### TASK REQUIREMENTS
In the data below, locate each line with the word "authenticating" and list it.

===== RECORDS SUPPLIED =====

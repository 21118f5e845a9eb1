//! Background loop that keeps the shared client's access token valid.
//!
//! One iteration ([`TokenRefresher::tick`]):
//!
//! 1. No token installed: re-authenticate from the credential cache. On
//!    failure wait [`REINIT_INTERVAL`] and try again.
//! 2. Token expires within [`SAFETY_MARGIN`]: refresh it, up to
//!    [`REFRESH_ATTEMPTS`] tries with exponential backoff plus jitter. When
//!    every try fails, escalate to re-authentication. The loop never exits
//!    because of a failed refresh.
//! 3. Sleep `max(expires_at - now - SAFETY_MARGIN, SLEEP_FLOOR)`, recomputed
//!    every iteration.
//!
//! The new token is installed with a single swap on the client, so request
//! handlers reading it concurrently see either the old or the new token.

use chrono::Utc;
use rand::Rng;
use spotify_api::{CacheHandler, OAuth, SpotifyClient, TokenInfo};
use std::future::Future;
use std::sync::Arc;
use std::time::Duration;
use tokio::task::JoinHandle;
use tokio_util::sync::CancellationToken;
use tracing::{debug, error, info, warn};

/// Refresh once the token has less than this left.
pub const SAFETY_MARGIN: Duration = Duration::from_secs(5 * 60);

/// Never sleep shorter than this between iterations.
pub const SLEEP_FLOOR: Duration = Duration::from_secs(30);

/// Refresh tries before escalating to re-authentication.
pub const REFRESH_ATTEMPTS: u32 = 3;

/// Wait before the next iteration after a failed re-authentication.
pub const REINIT_INTERVAL: Duration = Duration::from_secs(30);

const REFRESH_BACKOFF_BASE: Duration = Duration::from_secs(1);
const MAX_JITTER_MS: u64 = 1000;

/// Where fresh tokens come from.
pub trait TokenSource: Send + Sync {
    /// Mint a new access token from `token`'s refresh token.
    fn refresh(&self, token: &TokenInfo) -> impl Future<Output = spotify_api::Result<TokenInfo>> + Send;

    /// Start over from persisted credentials.
    fn reauthenticate(&self) -> impl Future<Output = spotify_api::Result<TokenInfo>> + Send;
}

/// The accounts service, with tokens persisted to the credential cache.
#[derive(Debug, Clone)]
pub struct CachedOAuth {
    oauth: OAuth,
    cache: CacheHandler,
}

impl CachedOAuth {
    pub fn new(oauth: OAuth, cache: CacheHandler) -> Self {
        Self { oauth, cache }
    }
}

impl TokenSource for CachedOAuth {
    async fn refresh(&self, token: &TokenInfo) -> spotify_api::Result<TokenInfo> {
        let fresh = self.oauth.refresh(token).await?;
        self.cache.save(&fresh)?;
        Ok(fresh)
    }

    async fn reauthenticate(&self) -> spotify_api::Result<TokenInfo> {
        self.oauth.authenticate(&self.cache).await
    }
}

/// Sleep before the next check for a token expiring at `expires_at`.
pub fn sleep_duration(expires_at: i64, now: i64) -> Duration {
    let secs = expires_at - now - margin_secs();
    u64::try_from(secs)
        .map(Duration::from_secs)
        .unwrap_or(Duration::ZERO)
        .max(SLEEP_FLOOR)
}

#[allow(clippy::cast_possible_wrap)]
const fn margin_secs() -> i64 {
    SAFETY_MARGIN.as_secs() as i64
}

/// Delay after failed refresh attempt `attempt` (0-based).
fn refresh_backoff(attempt: u32) -> Duration {
    let jitter = rand::rng().random_range(0..=MAX_JITTER_MS);
    REFRESH_BACKOFF_BASE * 2u32.saturating_pow(attempt) + Duration::from_millis(jitter)
}

/// Owns the refresh side of the shared client.
pub struct TokenRefresher<S> {
    client: Arc<SpotifyClient>,
    source: S,
}

impl<S: TokenSource> TokenRefresher<S> {
    pub fn new(client: Arc<SpotifyClient>, source: S) -> Self {
        Self { client, source }
    }

    /// Run one iteration and return how long to sleep before the next.
    pub async fn tick(&self) -> Duration {
        let Some(token) = self.client.token() else {
            warn!("no token installed, re-authenticating");
            return self.reinitialize().await;
        };

        if token.seconds_left(Utc::now().timestamp()) >= margin_secs() {
            return sleep_duration(token.expires_at, Utc::now().timestamp());
        }

        match self.refresh_with_retries(&token).await {
            Some(fresh) => {
                let expires_at = fresh.expires_at;
                self.client.install_token(fresh);
                info!(expires_at, "access token refreshed");
                sleep_duration(expires_at, Utc::now().timestamp())
            }
            None => {
                error!("token refresh exhausted {REFRESH_ATTEMPTS} attempts, re-authenticating");
                self.reinitialize().await
            }
        }
    }

    async fn refresh_with_retries(&self, token: &TokenInfo) -> Option<TokenInfo> {
        for attempt in 0..REFRESH_ATTEMPTS {
            match self.source.refresh(token).await {
                Ok(fresh) => return Some(fresh),
                Err(e) => warn!(attempt = attempt + 1, error = %e, "token refresh failed"),
            }
            if attempt + 1 < REFRESH_ATTEMPTS {
                tokio::time::sleep(refresh_backoff(attempt)).await;
            }
        }
        None
    }

    async fn reinitialize(&self) -> Duration {
        match self.source.reauthenticate().await {
            Ok(token) => {
                let expires_at = token.expires_at;
                self.client.install_token(token);
                info!(expires_at, "re-authenticated from credential cache");
                sleep_duration(expires_at, Utc::now().timestamp())
            }
            Err(e) => {
                error!(error = %e, "re-authentication failed, retrying in {}s", REINIT_INTERVAL.as_secs());
                REINIT_INTERVAL
            }
        }
    }

    /// Loop until `cancel` fires.
    pub async fn run(self, cancel: CancellationToken) {
        info!("token refresh loop started");
        loop {
            if cancel.is_cancelled() {
                break;
            }
            let wait = self.tick().await;
            debug!(secs = wait.as_secs(), "next token check scheduled");
            tokio::select! {
                () = cancel.cancelled() => break,
                () = tokio::time::sleep(wait) => {}
            }
        }
        info!("token refresh loop stopped");
    }
}

impl<S: TokenSource + 'static> TokenRefresher<S> {
    /// Run the loop on its own task.
    pub fn spawn(self, cancel: CancellationToken) -> JoinHandle<()> {
        tokio::spawn(self.run(cancel))
    }
}

#[cfg(test)]
mod tests {
    use super::*;
    use spotify_api::SpotifyError;
    use std::sync::atomic::{AtomicU32, Ordering};

    #[derive(Default)]
    struct FakeSource {
        refresh_failures: AtomicU32,
        refresh_calls: AtomicU32,
        reauth_calls: AtomicU32,
        reauth_fails: bool,
    }

    impl FakeSource {
        fn failing_refresh(times: u32) -> Self {
            Self {
                refresh_failures: AtomicU32::new(times),
                ..Self::default()
            }
        }
    }

    impl TokenSource for Arc<FakeSource> {
        async fn refresh(&self, token: &TokenInfo) -> spotify_api::Result<TokenInfo> {
            self.refresh_calls.fetch_add(1, Ordering::SeqCst);
            let left = self.refresh_failures.load(Ordering::SeqCst);
            if left > 0 {
                self.refresh_failures.store(left - 1, Ordering::SeqCst);
                return Err(SpotifyError::Auth("503: unavailable".into()));
            }
            Ok(TokenInfo::issued_now("refreshed".into(), token.refresh_token.clone(), String::new(), 3600))
        }

        async fn reauthenticate(&self) -> spotify_api::Result<TokenInfo> {
            self.reauth_calls.fetch_add(1, Ordering::SeqCst);
            if self.reauth_fails {
                return Err(SpotifyError::NotAuthenticated);
            }
            Ok(TokenInfo::issued_now("reauthenticated".into(), "r".into(), String::new(), 3600))
        }
    }

    fn refresher(token: Option<TokenInfo>, source: &Arc<FakeSource>) -> TokenRefresher<Arc<FakeSource>> {
        let client = SpotifyClient::new().unwrap();
        if let Some(token) = token {
            client.install_token(token);
        }
        TokenRefresher::new(Arc::new(client), Arc::clone(source))
    }

    fn token_expiring_in(secs: i64) -> TokenInfo {
        TokenInfo::issued_now("old".into(), "r".into(), String::new(), secs)
    }

    fn current(r: &TokenRefresher<Arc<FakeSource>>) -> String {
        r.client.token().unwrap().access_token.clone()
    }

    #[test]
    fn sleep_is_clamped_to_floor() {
        assert_eq!(sleep_duration(10_000, 0), Duration::from_secs(10_000 - 300));
        assert_eq!(sleep_duration(100, 0), SLEEP_FLOOR);
        assert_eq!(sleep_duration(0, 5_000), SLEEP_FLOOR);
    }

    #[test]
    fn backoff_grows_with_jitter() {
        for attempt in 0..3 {
            let base = Duration::from_secs(1 << attempt);
            let d = refresh_backoff(attempt);
            assert!(d >= base && d <= base + Duration::from_secs(1), "{d:?}");
        }
    }

    #[tokio::test(start_paused = true)]
    async fn fresh_token_is_left_alone() {
        let source = Arc::new(FakeSource::default());
        let r = refresher(Some(token_expiring_in(3600)), &source);
        let wait = r.tick().await;
        assert!(wait >= Duration::from_secs(3290) && wait <= Duration::from_secs(3300));
        assert_eq!(source.refresh_calls.load(Ordering::SeqCst), 0);
        assert_eq!(current(&r), "old");
    }

    #[tokio::test(start_paused = true)]
    async fn expiring_token_is_refreshed() {
        let source = Arc::new(FakeSource::failing_refresh(1));
        let r = refresher(Some(token_expiring_in(60)), &source);
        let wait = r.tick().await;
        assert!(wait >= Duration::from_secs(3290) && wait <= Duration::from_secs(3300), "{wait:?}");
        assert_eq!(source.refresh_calls.load(Ordering::SeqCst), 2);
        assert_eq!(source.reauth_calls.load(Ordering::SeqCst), 0);
        assert_eq!(current(&r), "refreshed");
    }

    #[tokio::test(start_paused = true)]
    async fn exhausted_refresh_escalates_to_reauthentication() {
        let source = Arc::new(FakeSource::failing_refresh(REFRESH_ATTEMPTS));
        let r = refresher(Some(token_expiring_in(60)), &source);
        r.tick().await;
        assert_eq!(source.refresh_calls.load(Ordering::SeqCst), REFRESH_ATTEMPTS);
        assert_eq!(source.reauth_calls.load(Ordering::SeqCst), 1);
        assert_eq!(current(&r), "reauthenticated");
    }

    #[tokio::test(start_paused = true)]
    async fn missing_token_reinitializes_and_waits_on_failure() {
        let source = Arc::new(FakeSource {
            reauth_fails: true,
            ..FakeSource::default()
        });
        let r = refresher(None, &source);
        assert_eq!(r.tick().await, REINIT_INTERVAL);
        assert_eq!(source.refresh_calls.load(Ordering::SeqCst), 0);
        assert!(r.client.token().is_none());
    }

    #[tokio::test(start_paused = true)]
    async fn loop_stops_on_cancel() {
        let source = Arc::new(FakeSource::default());
        let cancel = CancellationToken::new();
        let handle = refresher(Some(token_expiring_in(3600)), &source).spawn(cancel.clone());

        tokio::time::sleep(Duration::from_secs(5)).await;
        assert!(!handle.is_finished());
        cancel.cancel();
        handle.await.unwrap();
    }

    #[tokio::test(start_paused = true)]
    async fn cancelled_loop_never_ticks() {
        let source = Arc::new(FakeSource::default());
        let cancel = CancellationToken::new();
        cancel.cancel();
        refresher(None, &source).run(cancel).await;
        assert_eq!(source.reauth_calls.load(Ordering::SeqCst), 0);
    }
}
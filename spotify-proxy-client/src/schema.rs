//! Field-selection schemas.
//!
//! A schema is a tree whose leaves say "keep this field" (`true`) or "drop
//! it" (`false`) and whose inner nodes say "keep this field and descend".
//! The JSON form is accepted directly:
//!
//! ```json
//! { "id": true, "name": true, "album": { "name": true, "release_date": true } }
//! ```

use serde::{Deserialize, Serialize};
use std::collections::BTreeMap;

/// Which fields to keep from a response node.
#[derive(Debug, Clone, PartialEq, Eq, Serialize, Deserialize)]
#[serde(from = "RawSchema", into = "RawSchema")]
pub enum FieldSchema {
    /// Keep the field as-is.
    Include,
    /// Never emit the field.
    Exclude,
    /// Keep the field and apply the nested schema to its value.
    Node(BTreeMap<String, FieldSchema>),
}

#[derive(Serialize, Deserialize)]
#[serde(untagged)]
enum RawSchema {
    Flag(bool),
    Node(BTreeMap<String, FieldSchema>),
}

impl From<RawSchema> for FieldSchema {
    fn from(raw: RawSchema) -> Self {
        match raw {
            RawSchema::Flag(true) => Self::Include,
            RawSchema::Flag(false) => Self::Exclude,
            RawSchema::Node(children) => Self::Node(children),
        }
    }
}

impl From<FieldSchema> for RawSchema {
    fn from(schema: FieldSchema) -> Self {
        match schema {
            FieldSchema::Include => Self::Flag(true),
            FieldSchema::Exclude => Self::Flag(false),
            FieldSchema::Node(children) => Self::Node(children),
        }
    }
}

impl Default for FieldSchema {
    fn default() -> Self {
        Self::node()
    }
}

impl FieldSchema {
    /// An empty node. Extraction through it yields `{}`.
    pub fn node() -> Self {
        Self::Node(BTreeMap::new())
    }

    /// A node keeping exactly `names` as leaves.
    pub fn fields<I, S>(names: I) -> Self
    where
        I: IntoIterator<Item = S>,
        S: Into<String>,
    {
        names.into_iter().fold(Self::node(), |schema, name| schema.field(name))
    }

    /// Keep `name` as a leaf.
    #[must_use]
    pub fn field(self, name: impl Into<String>) -> Self {
        self.with(name.into(), Self::Include)
    }

    /// Mark `name` as excluded.
    #[must_use]
    pub fn exclude(self, name: impl Into<String>) -> Self {
        self.with(name.into(), Self::Exclude)
    }

    /// Keep `name` and descend into it with `child`.
    #[must_use]
    pub fn child(self, name: impl Into<String>, child: FieldSchema) -> Self {
        self.with(name.into(), child)
    }

    fn with(self, name: String, value: FieldSchema) -> Self {
        let mut children = match self {
            Self::Node(children) => children,
            Self::Include | Self::Exclude => BTreeMap::new(),
        };
        children.insert(name, value);
        Self::Node(children)
    }

    /// Children of a node; leaves have none.
    pub fn children(&self) -> Option<&BTreeMap<String, FieldSchema>> {
        match self {
            Self::Node(children) => Some(children),
            Self::Include | Self::Exclude => None,
        }
    }

    /// True when no child is itself a node.
    pub fn is_flat(&self) -> bool {
        self.children()
            .is_none_or(|c| c.values().all(|s| !matches!(s, Self::Node(_))))
    }
}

=====

### FINISHED EXERCISE
            warn!("no token installed, re-authenticating");
                error!("token refresh exhausted {REFRESH_ATTEMPTS} attempts, re-authenticating");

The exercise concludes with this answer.